--- Available records ---
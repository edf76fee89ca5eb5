mod config;
mod delta;
mod document;
mod errors;
mod live;
mod model;
mod operation;
mod utils;

pub use config::DocumentConfig;
pub use delta::{Delta, DeltaKind, transform_delta, transform_deltas};
pub use document::{Batch, Change, Document, History, Subscription};
pub use errors::ModelError;
pub use live::{AttributePriority, LiveRange, LiveSelection, Selection};
pub use model::{
    Attributes, Element, GRAVEYARD_ROOT_NAME, Item, Model, Node, Position, PositionRelation, Range, RangeItems,
    Text, TextProxy, WalkerValue,
};
pub use operation::{
    AttributeOperation, InsertOperation, MoveSpan, Operation, OperationKind, RenameOperation,
    RootAttributeOperation, transform, transform_operations,
};
pub use utils::direction::Direction;
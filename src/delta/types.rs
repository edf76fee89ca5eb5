use std::fmt::Display;

use serde::{Deserialize, Serialize};

use crate::operation::{Operation, OperationKind, renumber};

#[derive(Debug, Clone, Copy, PartialEq, Eq, Hash, Serialize, Deserialize)]
pub enum DeltaKind {
    #[serde(rename = "InsertDelta")]
    Insert,
    #[serde(rename = "RemoveDelta")]
    Remove,
    #[serde(rename = "MoveDelta")]
    Move,
    #[serde(rename = "AttributeDelta")]
    Attribute,
    #[serde(rename = "RootAttributeDelta")]
    RootAttribute,
    #[serde(rename = "RenameDelta")]
    Rename,
    #[serde(rename = "SplitDelta")]
    Split,
    #[serde(rename = "MergeDelta")]
    Merge,
    #[serde(rename = "WrapDelta")]
    Wrap,
    #[serde(rename = "UnwrapDelta")]
    Unwrap,
    /// Holds a single `NoOperation`: what is left of a delta cancelled by a
    /// concurrent one.
    #[serde(rename = "NoDelta")]
    NoDelta,
}

impl DeltaKind {
    pub fn type_name(self) -> &'static str {
        match self {
            DeltaKind::Insert => "insert",
            DeltaKind::Remove => "remove",
            DeltaKind::Move => "move",
            DeltaKind::Attribute => "attribute",
            DeltaKind::RootAttribute => "rootAttribute",
            DeltaKind::Rename => "rename",
            DeltaKind::Split => "split",
            DeltaKind::Merge => "merge",
            DeltaKind::Wrap => "wrap",
            DeltaKind::Unwrap => "unwrap",
            DeltaKind::NoDelta => "noDelta",
        }
    }

    /// Kind of the delta undoing a delta of this kind.
    pub fn reversed(self) -> DeltaKind {
        match self {
            DeltaKind::Insert => DeltaKind::Remove,
            DeltaKind::Remove => DeltaKind::Insert,
            DeltaKind::Split => DeltaKind::Merge,
            DeltaKind::Merge => DeltaKind::Split,
            DeltaKind::Wrap => DeltaKind::Unwrap,
            DeltaKind::Unwrap => DeltaKind::Wrap,
            other => other,
        }
    }
}

impl Display for DeltaKind {
    fn fmt(&self, f: &mut std::fmt::Formatter<'_>) -> std::fmt::Result { write!(f, "{}", self.type_name()) }
}

/// One semantic edit: operations applied in sequence, each one at the version
/// following the previous one.
#[derive(Debug, Clone, PartialEq, Serialize, Deserialize)]
pub struct Delta {
    #[serde(rename = "__className")]
    kind: DeltaKind,
    operations: Vec<Operation>,
}

impl Delta {
    /// Operations are renumbered to follow each other starting from the first
    /// one's base version.
    pub fn new(kind: DeltaKind, operations: Vec<Operation>) -> Self {
        let mut delta = Self { kind, operations };
        if let Some(base_version) = delta.base_version() {
            delta.rebase(base_version);
        }

        delta
    }

    pub fn no_delta(base_version: u64) -> Self {
        Self::new(DeltaKind::NoDelta, vec![Operation::no_operation(base_version)])
    }

    /// Wraps a lone operation into the delta kind describing it.
    pub fn from_operation(operation: Operation) -> Self {
        let kind = match operation.kind {
            OperationKind::Insert(_) | OperationKind::Reinsert(_) => DeltaKind::Insert,
            OperationKind::Move(_) => DeltaKind::Move,
            OperationKind::Remove(_) => DeltaKind::Remove,
            OperationKind::Attribute(_) => DeltaKind::Attribute,
            OperationKind::RootAttribute(_) => DeltaKind::RootAttribute,
            OperationKind::Rename(_) => DeltaKind::Rename,
            OperationKind::NoOperation => DeltaKind::NoDelta,
        };

        Self::new(kind, vec![operation])
    }

    pub fn kind(&self) -> DeltaKind { self.kind }

    pub fn type_name(&self) -> &'static str { self.kind.type_name() }

    pub fn operations(&self) -> &[Operation] { &self.operations }

    pub fn into_operations(self) -> Vec<Operation> { self.operations }

    pub fn operation_count(&self) -> usize { self.operations.len() }

    /// Base version of the first operation, `None` for an empty delta.
    pub fn base_version(&self) -> Option<u64> { self.operations.first().map(|operation| operation.base_version) }

    /// Version of the document once the delta got applied.
    pub(crate) fn next_version(&self) -> Option<u64> {
        self.base_version()
            .map(|base_version| base_version + self.operations.len() as u64)
    }

    pub fn rebase(&mut self, base_version: u64) { renumber(&mut self.operations, base_version); }

    /// The delta undoing this one, to be applied right after it.
    #[must_use]
    pub fn reversed(&self) -> Delta {
        let mut operations = self
            .operations
            .iter()
            .rev()
            .map(Operation::reversed)
            .collect::<Vec<_>>();

        if let Some(next_version) = self.next_version() {
            renumber(&mut operations, next_version);
        }

        Delta {
            kind: self.kind.reversed(),
            operations,
        }
    }
}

--- What is expected ---
Only an exact copy of the listing above, from its first line up to and including the line with "cancelled by a", counts as the answer.

--- Answer to the problem ---
repository edf76fee89ca5eb5
mod config;
mod delta;
mod document;
mod errors;
mod live;
mod model;
mod operation;
mod utils;

pub use config::DocumentConfig;
pub use delta::{Delta, DeltaKind, transform_delta, transform_deltas};
pub use document::{Batch, Change, Document, History, Subscription};
pub use errors::ModelError;
pub use live::{AttributePriority, LiveRange, LiveSelection, Selection};
pub use model::{
    Attributes, Element, GRAVEYARD_ROOT_NAME, Item, Model, Node, Position, PositionRelation, Range, RangeItems,
    Text, TextProxy, WalkerValue,
};
pub use operation::{
    AttributeOperation, InsertOperation, MoveSpan, Operation, OperationKind, RenameOperation,
    RootAttributeOperation, transform, transform_operations,
};
pub use utils::direction::Direction;
filename src/delta/types.rs
repository edf76fee89ca5eb5
use std::fmt::Display;

use serde::{Deserialize, Serialize};

use crate::operation::{Operation, OperationKind, renumber};

#[derive(Debug, Clone, Copy, PartialEq, Eq, Hash, Serialize, Deserialize)]
pub enum DeltaKind {
    #[serde(rename = "InsertDelta")]
    Insert,
    #[serde(rename = "RemoveDelta")]
    Remove,
    #[serde(rename = "MoveDelta")]
    Move,
    #[serde(rename = "AttributeDelta")]
    Attribute,
    #[serde(rename = "RootAttributeDelta")]
    RootAttribute,
    #[serde(rename = "RenameDelta")]
    Rename,
    #[serde(rename = "SplitDelta")]
    Split,
    #[serde(rename = "MergeDelta")]
    Merge,
    #[serde(rename = "WrapDelta")]
    Wrap,
    #[serde(rename = "UnwrapDelta")]
    Unwrap,
    /// Holds a single `NoOperation`: what is left of a delta cancelled by a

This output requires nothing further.